--- Records to use Enclosed Below ---

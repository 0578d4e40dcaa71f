//! Shared data-model types used across every component (data model spec).
//!
//! Kept deliberately free of behavior; components own the logic that acts on
//! these types. `Symbol` stays a plain `String` newtype rather than an
//! interned id — the source system and the teacher both pass symbols around
//! as plain strings, and the crate's symbol universe is small enough (tens,
//! not millions) that interning would be premature.

use chrono::{DateTime, Utc};
use serde::{Deserialize, Serialize};

/// Opaque symbol identifier, e.g. `BTCUSDT`, `MON-USDC`.
pub type Symbol = String;

#[derive(Debug, Clone, Copy, PartialEq, Eq, Serialize, Deserialize)]
pub enum Side {
    Buy,
    Sell,
}

#[derive(Debug, Clone, Copy, PartialEq, Eq, Serialize, Deserialize)]
pub enum Signal {
    Buy,
    Sell,
    Hold,
}

impl Signal {
    pub fn opposite(self) -> Signal {
        match self {
            Signal::Buy => Signal::Sell,
            Signal::Sell => Signal::Buy,
            Signal::Hold => Signal::Hold,
        }
    }
}

#[derive(Debug, Clone, Copy, PartialEq, Eq, Serialize, Deserialize)]
pub enum PositionSide {
    Long,
    Short,
}

impl From<Signal> for Option<PositionSide> {
    fn from(s: Signal) -> Self {
        match s {
            Signal::Buy => Some(PositionSide::Long),
            Signal::Sell => Some(PositionSide::Short),
            Signal::Hold => None,
        }
    }
}

#[derive(Debug, Clone, Copy, PartialEq, Eq, Serialize, Deserialize)]
pub enum WyckoffPhase {
    Accumulation,
    Markup,
    Distribution,
    Markdown,
    Neutral,
}

#[derive(Debug, Clone, Copy, PartialEq, Eq, Serialize, Deserialize)]
pub enum Trend {
    Bullish,
    Bearish,
    Neutral,
}

#[derive(Debug, Clone, Copy, PartialEq, Eq, Serialize, Deserialize)]
pub enum VolatilityState {
    Low,
    High,
}

/// A single OHLCV candle.
#[derive(Debug, Clone, Copy, Serialize, Deserialize)]
pub struct Candle {
    pub open_time: DateTime<Utc>,
    pub open: f64,
    pub high: f64,
    pub low: f64,
    pub close: f64,
    pub volume: f64,
}

/// Venue-reported instrument metadata; established once at startup and
/// refreshable.
#[derive(Debug, Clone, Serialize, Deserialize)]
pub struct MarketStructureEntry {
    pub quantity_precision: i32,
    pub price_precision: i32,
    pub min_qty: f64,
    pub step_size: f64,
    pub min_notional: f64,
    pub refreshed_at: DateTime<Utc>,
}

impl MarketStructureEntry {
    /// Round `qty` down to `step_size` and check it satisfies the venue's
    /// minimums. Returns `None` if the order must be rejected pre-flight.
    pub fn validate_order(&self, qty: f64, price: f64) -> Option<f64> {
        if self.step_size <= 0.0 {
            return None;
        }
        let steps = (qty / self.step_size).floor();
        let rounded = steps * self.step_size;
        if rounded < self.min_qty {
            return None;
        }
        if rounded * price < self.min_notional {
            return None;
        }
        Some(rounded)
    }
}

#[cfg(test)]
mod tests {
    use super::*;

    #[test]
    fn validate_order_rejects_below_min_notional() {
        let entry = MarketStructureEntry {
            quantity_precision: 3,
            price_precision: 2,
            min_qty: 0.001,
            step_size: 0.001,
            min_notional: 5.0,
            refreshed_at: Utc::now(),
        };
        assert!(entry.validate_order(0.0001, 50_000.0).is_none());
        assert!(entry.validate_order(0.001, 1.0).is_none());
        assert_eq!(entry.validate_order(0.0015, 50_000.0), Some(0.001));
    }
}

--- End of Enclosed Records to use ---

What you need to do → In full and word for word, give the listing above again.

Exercise result →
repository 0578d4e40dcaa71f
//! Shared data-model types used across every component (data model spec).
//!
//! Kept deliberately free of behavior; components own the logic that acts on
//! these types. `Symbol` stays a plain `String` newtype rather than an
//! interned id — the source system and the teacher both pass symbols around
//! as plain strings, and the crate's symbol universe is small enough (tens,
//! not millions) that interning would be premature.

use chrono::{DateTime, Utc};
use serde::{Deserialize, Serialize};

/// Opaque symbol identifier, e.g. `BTCUSDT`, `MON-USDC`.
pub type Symbol = String;

#[derive(Debug, Clone, Copy, PartialEq, Eq, Serialize, Deserialize)]
pub enum Side {
    Buy,
    Sell,
}

#[derive(Debug, Clone, Copy, PartialEq, Eq, Serialize, Deserialize)]
pub enum Signal {
    Buy,
    Sell,
    Hold,
}

impl Signal {
    pub fn opposite(self) -> Signal {
        match self {
            Signal::Buy => Signal::Sell,
            Signal::Sell => Signal::Buy,
            Signal::Hold => Signal::Hold,
        }
    }
}

#[derive(Debug, Clone, Copy, PartialEq, Eq, Serialize, Deserialize)]
pub enum PositionSide {
    Long,
    Short,
}

impl From<Signal> for Option<PositionSide> {
    fn from(s: Signal) -> Self {
        match s {
            Signal::Buy => Some(PositionSide::Long),
            Signal::Sell => Some(PositionSide::Short),
            Signal::Hold => None,
        }
    }
}

#[derive(Debug, Clone, Copy, PartialEq, Eq, Serialize, Deserialize)]
pub enum WyckoffPhase {
    Accumulation,
    Markup,
    Distribution,
    Markdown,
    Neutral,
}

#[derive(Debug, Clone, Copy, PartialEq, Eq, Serialize, Deserialize)]
pub enum Trend {
    Bullish,
    Bearish,
    Neutral,
}

#[derive(Debug, Clone, Copy, PartialEq, Eq, Serialize, Deserialize)]
pub enum VolatilityState {
    Low,
    High,
}

/// A single OHLCV candle.
#[derive(Debug, Clone, Copy, Serialize, Deserialize)]
pub struct Candle {
    pub open_time: DateTime<Utc>,
    pub open: f64,
    pub high: f64,
    pub low: f64,
    pub close: f64,
    pub volume: f64,
}

/// Venue-reported instrument metadata; established once at startup and
/// refreshable.
#[derive(Debug, Clone, Serialize, Deserialize)]
pub struct MarketStructureEntry {
    pub quantity_precision: i32,
    pub price_precision: i32,
    pub min_qty: f64,
    pub step_size: f64,
    pub min_notional: f64,
    pub refreshed_at: DateTime<Utc>,
}

impl MarketStructureEntry {
    /// Round `qty` down to `step_size` and check it satisfies the venue's
    /// minimums. Returns `None` if the order must be rejected pre-flight.
    pub fn validate_order(&self, qty: f64, price: f64) -> Option<f64> {
        if self.step_size <= 0.0 {
            return None;
        }
        let steps = (qty / self.step_size).floor();
        let rounded = steps * self.step_size;
        if rounded < self.min_qty {
            return None;
        }
        if rounded * price < self.min_notional {
            return None;
        }
        Some(rounded)
    }
}

#[cfg(test)]
mod tests {
    use super::*;

    #[test]
    fn validate_order_rejects_below_min_notional() {
        let entry = MarketStructureEntry {
            quantity_precision: 3,
            price_precision: 2,
            min_qty: 0.001,
            step_size: 0.001,
            min_notional: 5.0,
            refreshed_at: Utc::now(),
        };
        assert!(entry.validate_order(0.0001, 50_000.0).is_none());
        assert!(entry.validate_order(0.001, 1.0).is_none());
        assert_eq!(entry.validate_order(0.0015, 50_000.0), Some(0.001));
    }
}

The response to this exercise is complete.